"""
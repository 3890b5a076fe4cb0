//! Selector service.

use crate::{
    DEFAULT_STRATEGY, DataPlaneInstanceStore, InMemoryDataPlaneInstanceStore, SelectionStrategyRegistry,
    SelectorError,
};
use dataplane_spi::{DataAddress, DataPlaneClientFactory, DataPlaneInstance, DataPlaneInstanceState};
use std::sync::Arc;
use tracing::{debug, info, instrument, warn};

/// Registers, checks and selects data-plane instances.
#[derive(Clone)]
pub struct DataPlaneSelectorService {
    store: Arc<dyn DataPlaneInstanceStore>,
    strategies: SelectionStrategyRegistry,
}

impl std::fmt::Debug for DataPlaneSelectorService {
    fn fmt(&self, f: &mut std::fmt::Formatter<'_>) -> std::fmt::Result {
        f.debug_struct("DataPlaneSelectorService")
            .field("strategies", &self.strategies)
            .finish_non_exhaustive()
    }
}

impl Default for DataPlaneSelectorService {
    fn default() -> Self {
        Self::new(
            Arc::new(InMemoryDataPlaneInstanceStore::new()),
            SelectionStrategyRegistry::with_defaults(),
        )
    }
}

impl DataPlaneSelectorService {
    /// Create a service over a store and strategy registry.
    #[must_use]
    pub fn new(store: Arc<dyn DataPlaneInstanceStore>, strategies: SelectionStrategyRegistry) -> Self {
        Self { store, strategies }
    }

    /// Register an instance as available.
    pub async fn add_instance(&self, mut instance: DataPlaneInstance) -> DataPlaneInstance {
        instance.transition_to(DataPlaneInstanceState::Available);
        info!(id = %instance.id, url = %instance.url, "Data plane instance registered");
        self.store.save(instance.clone()).await;
        instance
    }

    /// Mark an instance unregistered; it is kept but never selected.
    ///
    /// # Errors
    ///
    /// [`SelectorError::UnknownInstance`] if no instance has this id.
    pub async fn unregister(&self, id: &str) -> Result<DataPlaneInstance, SelectorError> {
        let mut instance = self
            .store
            .find_by_id(id)
            .await
            .ok_or_else(|| SelectorError::UnknownInstance(id.to_string()))?;
        instance.transition_to(DataPlaneInstanceState::Unregistered);
        self.store.save(instance.clone()).await;
        info!(id, "Data plane instance unregistered");
        Ok(instance)
    }

    /// Remove an instance.
    ///
    /// # Errors
    ///
    /// [`SelectorError::UnknownInstance`] if no instance has this id.
    pub async fn delete(&self, id: &str) -> Result<DataPlaneInstance, SelectorError> {
        let instance = self
            .store
            .delete(id)
            .await
            .ok_or_else(|| SelectorError::UnknownInstance(id.to_string()))?;
        info!(id, "Data plane instance deleted");
        Ok(instance)
    }

    /// All instances.
    pub async fn get_all(&self) -> Vec<DataPlaneInstance> {
        self.store.get_all().await
    }

    /// Instance by id.
    pub async fn find_by_id(&self, id: &str) -> Option<DataPlaneInstance> {
        self.store.find_by_id(id).await
    }

    /// Pick an available instance able to serve `source` with `transfer_type`.
    ///
    /// # Errors
    ///
    /// [`SelectorError::StrategyNotFound`] for an unknown strategy name,
    /// [`SelectorError::NotFound`] when no instance qualifies.
    #[instrument(skip(self, source), fields(source_type = source.address_type()))]
    pub async fn select(
        &self,
        source: &DataAddress,
        transfer_type: Option<&str>,
        strategy: Option<&str>,
    ) -> Result<DataPlaneInstance, SelectorError> {
        let name = strategy.unwrap_or(DEFAULT_STRATEGY);
        let strategy = self
            .strategies
            .find(name)
            .ok_or_else(|| SelectorError::StrategyNotFound(name.to_string()))?;

        let candidates: Vec<_> = self
            .store
            .get_all()
            .await
            .into_iter()
            .filter(|i| i.is_available() && i.can_handle(source, transfer_type))
            .collect();

        let selected = strategy
            .apply(&candidates)
            .cloned()
            .ok_or_else(|| SelectorError::NotFound {
                source_type: source.address_type().to_string(),
                transfer_type: transfer_type.map(str::to_string),
            })?;

        debug!(id = %selected.id, candidates = candidates.len(), "Data plane selected");
        Ok(selected)
    }

    /// Check every registered instance and record whether it answered.
    ///
    /// Returns the number of available instances afterwards.
    pub async fn refresh_availability(&self, factory: &dyn DataPlaneClientFactory) -> usize {
        let mut available = 0;

        for instance in self.store.get_all().await {
            if instance.state == DataPlaneInstanceState::Unregistered {
                continue;
            }

            let client = factory.create_client(&instance);
            let state = match client.check_availability().await {
                Ok(()) => DataPlaneInstanceState::Available,
                Err(failure) => {
                    warn!(id = %instance.id, error = %failure, "Data plane instance unavailable");
                    DataPlaneInstanceState::Unavailable
                }
            };

            // The instance may have been deleted or unregistered while the
            // check was awaited.
            let updated = self
                .store
                .update(
                    &instance.id,
                    Box::new(move |current| {
                        if current.state != DataPlaneInstanceState::Unregistered {
                            current.transition_to(state);
                        }
                    }),
                )
                .await;
            if updated.is_some_and(|i| i.is_available()) {
                available += 1;
            }
        }

        debug!(available, "Data plane availability refreshed");
        available
    }
}
//! Data-flow controller: selects a data plane and signals it.

use connector_common::TraceContext;
use dataplane_selector::DataPlaneSelectorService;
use dataplane_spi::{
    DataAddress, DataFlowStartMessage, DataPlaneClientFactory, StatusFailure, StatusResult,
};
use std::collections::BTreeSet;
use std::future::Future;
use std::sync::Arc;
use tracing::{info, instrument, warn};

/// Outcome of a started flow.
#[derive(Debug, Clone, PartialEq, Eq)]
pub struct DataFlowResponse {
    /// Endpoint data reference returned by the data plane, if any
    pub data_address: Option<DataAddress>,
    /// Instance running the flow
    pub data_plane_id: String,
}

/// Dispatches data flows to data planes.
#[derive(Clone)]
pub struct DataFlowController {
    selector: DataPlaneSelectorService,
    factory: Arc<dyn DataPlaneClientFactory>,
    default_strategy: String,
}

impl std::fmt::Debug for DataFlowController {
    fn fmt(&self, f: &mut std::fmt::Formatter<'_>) -> std::fmt::Result {
        f.debug_struct("DataFlowController")
            .field("selector", &self.selector)
            .field("default_strategy", &self.default_strategy)
            .finish_non_exhaustive()
    }
}

impl DataFlowController {
    /// Create a controller.
    #[must_use]
    pub fn new(
        selector: DataPlaneSelectorService,
        factory: Arc<dyn DataPlaneClientFactory>,
        default_strategy: impl Into<String>,
    ) -> Self {
        Self {
            selector,
            factory,
            default_strategy: default_strategy.into(),
        }
    }

    /// The selector backing this controller.
    #[must_use]
    pub const fn selector(&self) -> &DataPlaneSelectorService {
        &self.selector
    }

    /// Select a data plane for `message` and start the flow there.
    ///
    /// # Errors
    ///
    /// `FATAL_ERROR` when no data plane qualifies; otherwise whatever the
    /// data plane answered.
    #[instrument(skip(self, message, trace), fields(process_id = %message.process_id))]
    pub async fn start(
        &self,
        message: &DataFlowStartMessage,
        strategy: Option<&str>,
        trace: Option<&TraceContext>,
    ) -> StatusResult<DataFlowResponse> {
        let transfer_type = (!message.transfer_type.destination_type.is_empty())
            .then(|| message.transfer_type.to_string());
        let strategy = strategy.unwrap_or(&self.default_strategy);

        let instance = self
            .selector
            .select(
                &message.source_data_address,
                transfer_type.as_deref(),
                Some(strategy),
            )
            .await
            .map_err(|e| {
                warn!(error = %e, "No data plane selected");
                StatusFailure::fatal(format!(
                    "Failed to select the data plane for transfer process {}: {e}",
                    message.process_id
                ))
            })?;

        let client = self.factory.create_client(&instance);
        let response = within(trace, client.start(message)).await?;
        info!(data_plane = %instance.id, "Data flow started");

        Ok(DataFlowResponse {
            data_address: response.data_address,
            data_plane_id: instance.id,
        })
    }

    /// Suspend a flow on the data plane running it.
    ///
    /// # Errors
    ///
    /// `FATAL_ERROR` for an unknown data plane; otherwise whatever the data
    /// plane answered.
    #[instrument(skip(self, trace))]
    pub async fn suspend(
        &self,
        process_id: &str,
        data_plane_id: &str,
        reason: Option<&str>,
        trace: Option<&TraceContext>,
    ) -> StatusResult<()> {
        let client = self.client_for(data_plane_id).await?;
        within(trace, client.suspend(process_id, reason)).await
    }

    /// Terminate a flow on the data plane running it.
    ///
    /// # Errors
    ///
    /// `FATAL_ERROR` for an unknown data plane; otherwise whatever the data
    /// plane answered.
    #[instrument(skip(self, trace))]
    pub async fn terminate(
        &self,
        process_id: &str,
        data_plane_id: &str,
        reason: Option<&str>,
        trace: Option<&TraceContext>,
    ) -> StatusResult<()> {
        let client = self.client_for(data_plane_id).await?;
        within(trace, client.terminate(process_id, reason)).await
    }

    /// Union of the transfer types all registered data planes support.
    pub async fn transfer_types(&self) -> BTreeSet<String> {
        self.selector
            .get_all()
            .await
            .into_iter()
            .flat_map(|instance| instance.allowed_transfer_types)
            .collect()
    }

    async fn client_for(
        &self,
        data_plane_id: &str,
    ) -> StatusResult<Arc<dyn dataplane_spi::DataPlaneClient>> {
        let instance = self
            .selector
            .find_by_id(data_plane_id)
            .await
            .ok_or_else(|| {
                StatusFailure::fatal(format!("Data plane instance {data_plane_id} not found"))
            })?;
        Ok(self.factory.create_client(&instance))
    }
}

/// Run `future` with `trace` as the task's current trace context.
async fn within<F: Future>(trace: Option<&TraceContext>, future: F) -> F::Output {
    match trace {
        Some(trace) => trace.clone().scope(future).await,
        None => future.await,
    }
}
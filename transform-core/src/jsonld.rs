//! Minimal JSON-LD handling for connector messages.
//!
//! Messages are written in compact form against a single `@vocab` context.
//! Readers accept compact (`processId`), prefixed (`edc:processId`) and
//! expanded (`https://w3id.org/edc/v0.0.1/ns/processId`) keys, and values
//! wrapped as `{"@value": v}` or single-element arrays.

use crate::JsonObject;
use serde_json::{Value, json};

/// Connector vocabulary namespace.
pub const EDC_NAMESPACE: &str = "https://w3id.org/edc/v0.0.1/ns/";
/// Prefix conventionally bound to [`EDC_NAMESPACE`].
pub const EDC_PREFIX: &str = "edc";

/// `@context` keyword.
pub const CONTEXT: &str = "@context";
/// `@type` keyword.
pub const TYPE: &str = "@type";
/// `@id` keyword.
pub const ID: &str = "@id";
/// `@vocab` keyword.
pub const VOCAB: &str = "@vocab";
/// `@value` keyword.
pub const VALUE: &str = "@value";

/// Expanded IRI of a vocabulary term.
#[must_use]
pub fn edc_term(name: &str) -> String {
    format!("{EDC_NAMESPACE}{name}")
}

/// Top-level object of the given type, carrying the vocabulary context.
#[must_use]
pub fn compact_object(type_name: &str) -> JsonObject {
    let mut object = JsonObject::new();
    object.insert(CONTEXT.into(), json!({ VOCAB: EDC_NAMESPACE }));
    object.insert(TYPE.into(), Value::String(type_name.into()));
    object
}

/// Nested object of the given type; inherits the context of its parent.
#[must_use]
pub fn nested_object(type_name: &str) -> JsonObject {
    let mut object = JsonObject::new();
    object.insert(TYPE.into(), Value::String(type_name.into()));
    object
}

/// Whether `key` is a JSON-LD keyword.
#[must_use]
pub fn is_keyword(key: &str) -> bool {
    key.starts_with('@')
}

/// Vocabulary-relative form of `key`.
///
/// `foo`, `edc:foo` and the full EDC IRI name the same term under the EDC
/// `@vocab`, so all three compact to `foo`. Keys outside the EDC vocabulary
/// come back unchanged.
#[must_use]
pub fn compact_key(key: &str) -> &str {
    key.strip_prefix(EDC_NAMESPACE)
        .or_else(|| {
            key.strip_prefix(EDC_PREFIX)
                .and_then(|rest| rest.strip_prefix(':'))
        })
        .unwrap_or(key)
}

/// Strip `@value` wrappers and single-element arrays.
#[must_use]
pub fn unwrap_value(value: &Value) -> &Value {
    match value {
        Value::Array(items) if items.len() == 1 => unwrap_value(&items[0]),
        Value::Object(object) => match object.get(VALUE) {
            Some(inner) => unwrap_value(inner),
            None => value,
        },
        _ => value,
    }
}

/// Look up a vocabulary property in any accepted key form.
#[must_use]
pub fn property<'a>(object: &'a JsonObject, name: &str) -> Option<&'a Value> {
    object
        .get(name)
        .or_else(|| object.get(&edc_term(name)))
        .or_else(|| object.get(&format!("{EDC_PREFIX}:{name}")))
        .map(unwrap_value)
        .filter(|value| !value.is_null())
}

/// String-valued property. Numbers and booleans are rendered as text.
#[must_use]
pub fn string_property(object: &JsonObject, name: &str) -> Option<String> {
    match property(object, name)? {
        Value::String(s) => Some(s.clone()),
        Value::Number(n) => Some(n.to_string()),
        Value::Bool(b) => Some(b.to_string()),
        _ => None,
    }
}

/// Object-valued property.
#[must_use]
pub fn object_property<'a>(object: &'a JsonObject, name: &str) -> Option<&'a JsonObject> {
    property(object, name)?.as_object()
}

/// Compact `@type` of an object, if it has exactly one.
#[must_use]
pub fn type_of(object: &JsonObject) -> Option<&str> {
    unwrap_value(object.get(TYPE)?).as_str().map(compact_key)
}

/// Whether the object's `@type` is the given vocabulary type.
#[must_use]
pub fn has_type(object: &JsonObject, type_name: &str) -> bool {
    type_of(object) == Some(type_name)
}

/// `@id` of an object.
#[must_use]
pub fn id_of(object: &JsonObject) -> Option<&str> {
    unwrap_value(object.get(ID)?).as_str()
}

#[cfg(test)]
mod tests {
    use super::*;

    fn obj(value: Value) -> JsonObject {
        value.as_object().cloned().unwrap()
    }

    #[test]
    fn test_compact_object_envelope() {
        let object = compact_object("DataFlowStartMessage");
        assert_eq!(
            Value::Object(object),
            json!({
                "@context": {"@vocab": "https://w3id.org/edc/v0.0.1/ns/"},
                "@type": "DataFlowStartMessage"
            })
        );
    }

    #[test]
    fn test_property_key_forms() {
        let object = obj(json!({
            "processId": "p1",
            "https://w3id.org/edc/v0.0.1/ns/assetId": [{"@value": "a1"}],
            "edc:agreementId": {"@value": "c1"}
        }));

        assert_eq!(string_property(&object, "processId").as_deref(), Some("p1"));
        assert_eq!(string_property(&object, "assetId").as_deref(), Some("a1"));
        assert_eq!(string_property(&object, "agreementId").as_deref(), Some("c1"));
        assert!(property(&object, "participantId").is_none());
    }

    #[test]
    fn test_null_is_absent() {
        let object = obj(json!({"reason": null}));
        assert!(property(&object, "reason").is_none());
    }

    #[test]
    fn test_type_of_accepts_expanded_and_array() {
        let expanded = obj(json!({"@type": ["https://w3id.org/edc/v0.0.1/ns/DataAddress"]}));
        assert_eq!(type_of(&expanded), Some("DataAddress"));
        assert!(has_type(&expanded, "DataAddress"));

        let untyped = obj(json!({"type": "HttpData"}));
        assert!(type_of(&untyped).is_none());
    }

    #[test]
    fn test_multi_element_arrays_are_kept() {
        let value = json!(["a", "b"]);
        assert_eq!(unwrap_value(&value), &value);
    }

    #[test]
    fn test_compact_key() {
        assert_eq!(compact_key("https://w3id.org/edc/v0.0.1/ns/state"), "state");
        assert_eq!(compact_key("edc:state"), "state");
        assert_eq!(compact_key("edcstate"), "edcstate");
        assert_eq!(compact_key("@type"), "@type");
    }
}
"""
> PROBLEM REQUIREMENTS: How many of the lines above hold the word "tracing"? Give only that number.

> RESPONSE TO THIS TASK: 2